Try it:
Scan the lines below for "TooFewPoints" and copy the matches.

Supplied information START

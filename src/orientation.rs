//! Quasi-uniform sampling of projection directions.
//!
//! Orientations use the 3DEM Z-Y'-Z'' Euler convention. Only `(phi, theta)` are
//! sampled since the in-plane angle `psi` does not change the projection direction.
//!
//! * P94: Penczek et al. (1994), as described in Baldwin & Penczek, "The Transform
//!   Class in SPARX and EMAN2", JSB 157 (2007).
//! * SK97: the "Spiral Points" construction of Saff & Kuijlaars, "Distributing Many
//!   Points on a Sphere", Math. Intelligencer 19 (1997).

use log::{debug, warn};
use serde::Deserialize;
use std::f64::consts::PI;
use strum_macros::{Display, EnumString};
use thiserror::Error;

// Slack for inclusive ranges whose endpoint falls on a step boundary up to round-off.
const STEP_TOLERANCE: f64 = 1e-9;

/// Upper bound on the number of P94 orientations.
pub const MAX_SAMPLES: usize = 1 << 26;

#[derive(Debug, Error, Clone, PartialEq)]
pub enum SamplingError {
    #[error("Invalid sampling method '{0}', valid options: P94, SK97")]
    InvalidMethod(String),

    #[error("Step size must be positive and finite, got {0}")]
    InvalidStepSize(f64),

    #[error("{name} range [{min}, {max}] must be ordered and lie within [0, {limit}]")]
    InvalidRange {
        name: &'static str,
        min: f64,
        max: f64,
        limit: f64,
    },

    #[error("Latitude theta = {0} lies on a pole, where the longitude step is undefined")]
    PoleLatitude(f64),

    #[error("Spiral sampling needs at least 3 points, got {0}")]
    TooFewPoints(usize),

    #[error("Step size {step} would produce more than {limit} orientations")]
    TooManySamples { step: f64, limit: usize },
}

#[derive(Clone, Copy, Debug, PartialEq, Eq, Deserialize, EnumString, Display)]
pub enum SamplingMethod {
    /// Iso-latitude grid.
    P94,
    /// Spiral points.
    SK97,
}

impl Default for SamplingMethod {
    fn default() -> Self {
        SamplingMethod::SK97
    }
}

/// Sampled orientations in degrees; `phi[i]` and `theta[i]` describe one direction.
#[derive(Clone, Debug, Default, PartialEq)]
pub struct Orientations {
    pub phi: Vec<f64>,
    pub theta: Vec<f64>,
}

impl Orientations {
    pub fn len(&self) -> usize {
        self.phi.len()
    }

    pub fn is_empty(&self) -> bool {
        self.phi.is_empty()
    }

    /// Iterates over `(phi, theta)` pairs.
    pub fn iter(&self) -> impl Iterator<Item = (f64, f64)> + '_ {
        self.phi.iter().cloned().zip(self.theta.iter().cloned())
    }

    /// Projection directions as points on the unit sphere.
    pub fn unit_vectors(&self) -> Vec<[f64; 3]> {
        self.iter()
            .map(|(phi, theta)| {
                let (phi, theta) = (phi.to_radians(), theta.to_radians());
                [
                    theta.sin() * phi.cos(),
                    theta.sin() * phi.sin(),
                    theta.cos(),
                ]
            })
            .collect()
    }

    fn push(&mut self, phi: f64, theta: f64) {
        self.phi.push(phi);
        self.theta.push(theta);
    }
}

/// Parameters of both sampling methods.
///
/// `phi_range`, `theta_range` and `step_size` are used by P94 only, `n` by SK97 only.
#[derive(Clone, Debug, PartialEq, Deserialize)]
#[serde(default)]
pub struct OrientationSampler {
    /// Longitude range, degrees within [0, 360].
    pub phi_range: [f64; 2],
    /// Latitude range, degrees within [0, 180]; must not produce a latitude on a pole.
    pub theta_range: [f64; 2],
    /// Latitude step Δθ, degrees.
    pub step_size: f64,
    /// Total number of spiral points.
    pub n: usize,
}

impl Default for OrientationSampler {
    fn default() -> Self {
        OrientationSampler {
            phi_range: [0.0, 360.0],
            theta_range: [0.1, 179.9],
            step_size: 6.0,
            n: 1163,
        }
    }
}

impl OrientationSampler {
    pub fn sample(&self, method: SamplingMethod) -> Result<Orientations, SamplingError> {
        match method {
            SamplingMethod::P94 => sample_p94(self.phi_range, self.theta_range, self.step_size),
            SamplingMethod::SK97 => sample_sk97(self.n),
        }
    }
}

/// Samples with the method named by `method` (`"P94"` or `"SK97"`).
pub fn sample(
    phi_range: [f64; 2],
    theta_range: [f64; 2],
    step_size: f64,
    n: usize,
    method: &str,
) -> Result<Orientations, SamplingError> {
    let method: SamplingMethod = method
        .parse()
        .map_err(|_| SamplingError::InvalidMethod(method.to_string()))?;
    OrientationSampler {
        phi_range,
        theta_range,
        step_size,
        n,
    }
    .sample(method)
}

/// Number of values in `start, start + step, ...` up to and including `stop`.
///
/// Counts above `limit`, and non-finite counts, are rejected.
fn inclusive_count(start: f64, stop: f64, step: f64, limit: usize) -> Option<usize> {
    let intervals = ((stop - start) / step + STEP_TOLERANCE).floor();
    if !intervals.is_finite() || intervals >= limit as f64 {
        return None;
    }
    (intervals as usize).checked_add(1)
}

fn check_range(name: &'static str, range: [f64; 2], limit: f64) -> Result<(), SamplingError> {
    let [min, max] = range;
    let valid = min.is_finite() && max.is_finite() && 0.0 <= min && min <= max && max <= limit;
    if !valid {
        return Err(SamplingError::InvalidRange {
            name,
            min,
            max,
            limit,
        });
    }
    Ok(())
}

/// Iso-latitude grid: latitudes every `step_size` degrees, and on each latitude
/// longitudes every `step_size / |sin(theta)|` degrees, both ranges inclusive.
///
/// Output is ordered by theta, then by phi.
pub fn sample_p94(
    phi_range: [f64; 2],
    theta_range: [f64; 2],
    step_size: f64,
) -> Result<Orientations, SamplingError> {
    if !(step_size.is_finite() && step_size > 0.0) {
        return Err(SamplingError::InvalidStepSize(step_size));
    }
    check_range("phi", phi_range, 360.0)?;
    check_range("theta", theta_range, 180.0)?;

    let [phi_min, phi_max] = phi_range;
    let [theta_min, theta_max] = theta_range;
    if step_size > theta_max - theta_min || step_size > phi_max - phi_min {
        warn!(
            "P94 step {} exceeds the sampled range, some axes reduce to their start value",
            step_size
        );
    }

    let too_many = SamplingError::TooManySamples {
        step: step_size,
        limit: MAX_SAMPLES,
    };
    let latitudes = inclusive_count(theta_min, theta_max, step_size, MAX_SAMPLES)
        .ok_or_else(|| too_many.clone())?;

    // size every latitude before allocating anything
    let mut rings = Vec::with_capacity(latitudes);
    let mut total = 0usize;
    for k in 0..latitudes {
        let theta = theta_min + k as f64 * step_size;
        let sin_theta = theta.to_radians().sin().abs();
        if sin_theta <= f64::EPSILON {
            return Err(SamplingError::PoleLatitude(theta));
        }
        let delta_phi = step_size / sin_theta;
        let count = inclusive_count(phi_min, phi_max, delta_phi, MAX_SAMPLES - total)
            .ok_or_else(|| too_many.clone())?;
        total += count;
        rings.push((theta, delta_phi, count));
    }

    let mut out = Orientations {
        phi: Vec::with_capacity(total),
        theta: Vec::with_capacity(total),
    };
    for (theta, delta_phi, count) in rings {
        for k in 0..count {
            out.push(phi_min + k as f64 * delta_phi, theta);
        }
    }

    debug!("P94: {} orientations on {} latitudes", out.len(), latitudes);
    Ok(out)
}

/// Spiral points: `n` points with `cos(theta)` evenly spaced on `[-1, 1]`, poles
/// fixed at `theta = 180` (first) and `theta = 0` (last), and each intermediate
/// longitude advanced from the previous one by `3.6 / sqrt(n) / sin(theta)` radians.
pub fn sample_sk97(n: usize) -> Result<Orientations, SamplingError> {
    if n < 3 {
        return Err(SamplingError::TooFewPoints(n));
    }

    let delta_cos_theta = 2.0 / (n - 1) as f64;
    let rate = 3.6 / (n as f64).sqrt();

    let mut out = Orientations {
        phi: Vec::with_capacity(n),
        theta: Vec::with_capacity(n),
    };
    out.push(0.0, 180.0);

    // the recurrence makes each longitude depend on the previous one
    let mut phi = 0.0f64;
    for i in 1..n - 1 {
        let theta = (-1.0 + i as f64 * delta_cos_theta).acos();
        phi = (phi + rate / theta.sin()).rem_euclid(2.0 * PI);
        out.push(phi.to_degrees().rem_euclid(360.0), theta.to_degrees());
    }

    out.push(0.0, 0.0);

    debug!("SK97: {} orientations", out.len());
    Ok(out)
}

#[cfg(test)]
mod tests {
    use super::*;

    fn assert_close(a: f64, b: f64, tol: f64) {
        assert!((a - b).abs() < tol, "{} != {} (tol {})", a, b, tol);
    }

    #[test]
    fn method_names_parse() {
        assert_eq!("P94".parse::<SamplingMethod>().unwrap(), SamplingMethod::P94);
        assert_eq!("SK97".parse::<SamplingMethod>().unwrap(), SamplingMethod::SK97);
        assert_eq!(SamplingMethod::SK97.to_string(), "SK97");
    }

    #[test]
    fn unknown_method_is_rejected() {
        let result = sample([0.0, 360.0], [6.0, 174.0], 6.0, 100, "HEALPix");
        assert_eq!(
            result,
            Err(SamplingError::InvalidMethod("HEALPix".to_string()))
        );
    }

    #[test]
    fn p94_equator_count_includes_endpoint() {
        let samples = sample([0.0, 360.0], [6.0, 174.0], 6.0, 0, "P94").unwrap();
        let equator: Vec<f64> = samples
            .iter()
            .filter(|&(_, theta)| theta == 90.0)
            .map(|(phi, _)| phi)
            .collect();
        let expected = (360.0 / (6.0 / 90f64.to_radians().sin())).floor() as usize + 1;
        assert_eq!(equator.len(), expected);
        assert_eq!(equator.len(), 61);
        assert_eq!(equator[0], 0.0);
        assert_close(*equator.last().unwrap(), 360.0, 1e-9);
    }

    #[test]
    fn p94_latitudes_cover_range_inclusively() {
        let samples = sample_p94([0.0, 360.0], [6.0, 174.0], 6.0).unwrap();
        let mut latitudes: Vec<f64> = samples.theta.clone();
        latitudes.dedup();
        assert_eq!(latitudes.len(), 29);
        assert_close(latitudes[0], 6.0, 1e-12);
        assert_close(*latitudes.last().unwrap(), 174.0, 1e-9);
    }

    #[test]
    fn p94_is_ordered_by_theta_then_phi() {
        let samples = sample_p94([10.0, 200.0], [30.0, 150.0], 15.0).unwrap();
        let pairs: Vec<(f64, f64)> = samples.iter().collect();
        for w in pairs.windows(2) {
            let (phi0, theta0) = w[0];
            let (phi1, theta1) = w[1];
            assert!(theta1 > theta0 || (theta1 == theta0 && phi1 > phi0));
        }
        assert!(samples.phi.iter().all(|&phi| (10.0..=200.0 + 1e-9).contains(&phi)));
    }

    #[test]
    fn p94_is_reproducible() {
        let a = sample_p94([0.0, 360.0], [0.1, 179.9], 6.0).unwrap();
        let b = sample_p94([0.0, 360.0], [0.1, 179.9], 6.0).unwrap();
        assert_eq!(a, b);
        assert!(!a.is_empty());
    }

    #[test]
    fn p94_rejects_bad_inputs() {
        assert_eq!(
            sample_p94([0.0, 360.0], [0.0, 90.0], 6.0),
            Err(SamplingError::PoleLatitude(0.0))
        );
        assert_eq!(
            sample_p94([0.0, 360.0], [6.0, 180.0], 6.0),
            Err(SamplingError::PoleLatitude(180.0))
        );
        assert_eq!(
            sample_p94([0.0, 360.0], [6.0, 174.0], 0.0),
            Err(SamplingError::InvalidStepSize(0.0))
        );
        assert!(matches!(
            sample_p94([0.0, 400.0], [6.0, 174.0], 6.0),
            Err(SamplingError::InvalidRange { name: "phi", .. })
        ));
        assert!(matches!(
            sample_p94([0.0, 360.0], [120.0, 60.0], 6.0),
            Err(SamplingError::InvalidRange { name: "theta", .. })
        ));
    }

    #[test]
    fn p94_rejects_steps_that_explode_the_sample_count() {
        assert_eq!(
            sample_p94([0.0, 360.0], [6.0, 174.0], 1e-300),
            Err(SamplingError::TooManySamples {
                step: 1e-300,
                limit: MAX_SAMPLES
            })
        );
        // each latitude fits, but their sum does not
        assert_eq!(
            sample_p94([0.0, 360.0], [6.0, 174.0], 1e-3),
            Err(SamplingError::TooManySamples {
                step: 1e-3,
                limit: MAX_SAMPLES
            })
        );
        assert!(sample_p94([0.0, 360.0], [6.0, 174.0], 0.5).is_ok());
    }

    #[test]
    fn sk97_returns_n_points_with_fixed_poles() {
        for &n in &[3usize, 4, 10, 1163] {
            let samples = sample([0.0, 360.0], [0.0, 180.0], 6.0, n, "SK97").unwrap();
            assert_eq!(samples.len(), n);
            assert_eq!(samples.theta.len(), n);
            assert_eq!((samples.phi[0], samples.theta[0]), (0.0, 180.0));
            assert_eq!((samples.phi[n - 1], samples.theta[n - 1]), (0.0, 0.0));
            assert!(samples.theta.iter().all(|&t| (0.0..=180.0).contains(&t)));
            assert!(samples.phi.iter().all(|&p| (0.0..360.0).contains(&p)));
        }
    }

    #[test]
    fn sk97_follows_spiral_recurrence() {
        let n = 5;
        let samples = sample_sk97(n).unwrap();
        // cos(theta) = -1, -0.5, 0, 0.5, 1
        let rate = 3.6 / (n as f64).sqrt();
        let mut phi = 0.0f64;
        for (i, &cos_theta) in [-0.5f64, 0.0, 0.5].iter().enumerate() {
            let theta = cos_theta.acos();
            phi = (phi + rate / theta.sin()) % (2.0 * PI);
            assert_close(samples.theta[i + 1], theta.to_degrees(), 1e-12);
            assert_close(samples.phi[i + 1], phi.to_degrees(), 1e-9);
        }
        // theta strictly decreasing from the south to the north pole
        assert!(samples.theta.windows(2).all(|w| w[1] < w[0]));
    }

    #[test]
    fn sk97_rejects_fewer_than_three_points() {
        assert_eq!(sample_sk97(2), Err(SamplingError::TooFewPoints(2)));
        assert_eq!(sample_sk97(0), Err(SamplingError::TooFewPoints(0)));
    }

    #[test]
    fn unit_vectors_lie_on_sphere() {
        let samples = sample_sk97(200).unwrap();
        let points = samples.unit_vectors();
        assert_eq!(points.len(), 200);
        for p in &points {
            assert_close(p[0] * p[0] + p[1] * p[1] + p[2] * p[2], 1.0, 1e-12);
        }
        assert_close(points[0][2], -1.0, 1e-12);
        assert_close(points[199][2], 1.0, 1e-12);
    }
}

Supplied information END
Supplied information START

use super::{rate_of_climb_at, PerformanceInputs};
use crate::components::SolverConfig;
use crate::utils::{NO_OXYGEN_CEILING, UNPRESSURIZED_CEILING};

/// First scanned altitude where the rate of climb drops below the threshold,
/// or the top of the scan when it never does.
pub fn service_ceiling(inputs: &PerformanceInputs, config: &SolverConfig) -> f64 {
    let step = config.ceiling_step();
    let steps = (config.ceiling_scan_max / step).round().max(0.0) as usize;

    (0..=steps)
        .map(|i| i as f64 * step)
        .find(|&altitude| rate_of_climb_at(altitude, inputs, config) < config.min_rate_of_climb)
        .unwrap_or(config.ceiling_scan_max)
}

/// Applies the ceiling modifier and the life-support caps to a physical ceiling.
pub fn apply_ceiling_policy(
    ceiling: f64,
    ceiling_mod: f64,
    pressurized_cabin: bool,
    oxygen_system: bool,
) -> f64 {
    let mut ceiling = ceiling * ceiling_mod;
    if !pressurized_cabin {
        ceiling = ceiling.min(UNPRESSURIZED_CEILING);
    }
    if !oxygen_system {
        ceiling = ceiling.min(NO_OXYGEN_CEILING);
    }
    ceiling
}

Supplied information END
Supplied information START

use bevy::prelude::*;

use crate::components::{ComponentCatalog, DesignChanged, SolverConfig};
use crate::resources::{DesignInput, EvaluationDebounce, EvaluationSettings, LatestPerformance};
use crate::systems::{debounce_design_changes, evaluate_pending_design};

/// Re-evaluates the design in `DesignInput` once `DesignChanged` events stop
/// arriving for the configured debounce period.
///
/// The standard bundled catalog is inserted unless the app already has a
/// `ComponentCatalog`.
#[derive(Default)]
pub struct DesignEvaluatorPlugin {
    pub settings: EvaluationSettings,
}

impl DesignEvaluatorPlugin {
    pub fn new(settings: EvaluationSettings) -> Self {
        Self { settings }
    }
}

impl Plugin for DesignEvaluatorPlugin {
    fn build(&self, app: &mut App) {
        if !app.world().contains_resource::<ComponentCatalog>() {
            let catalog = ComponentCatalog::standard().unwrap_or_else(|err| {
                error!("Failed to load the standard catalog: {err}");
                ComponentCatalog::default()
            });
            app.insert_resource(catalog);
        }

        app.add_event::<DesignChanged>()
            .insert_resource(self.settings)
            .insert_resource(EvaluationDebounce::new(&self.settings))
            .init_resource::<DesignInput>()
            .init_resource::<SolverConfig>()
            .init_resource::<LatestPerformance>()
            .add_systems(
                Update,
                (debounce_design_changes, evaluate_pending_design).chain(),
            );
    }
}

Supplied information END

Written reply:
    TooFewPoints(usize),
        return Err(SamplingError::TooFewPoints(n));
        assert_eq!(sample_sk97(2), Err(SamplingError::TooFewPoints(2)));
        assert_eq!(sample_sk97(0), Err(SamplingError::TooFewPoints(0)));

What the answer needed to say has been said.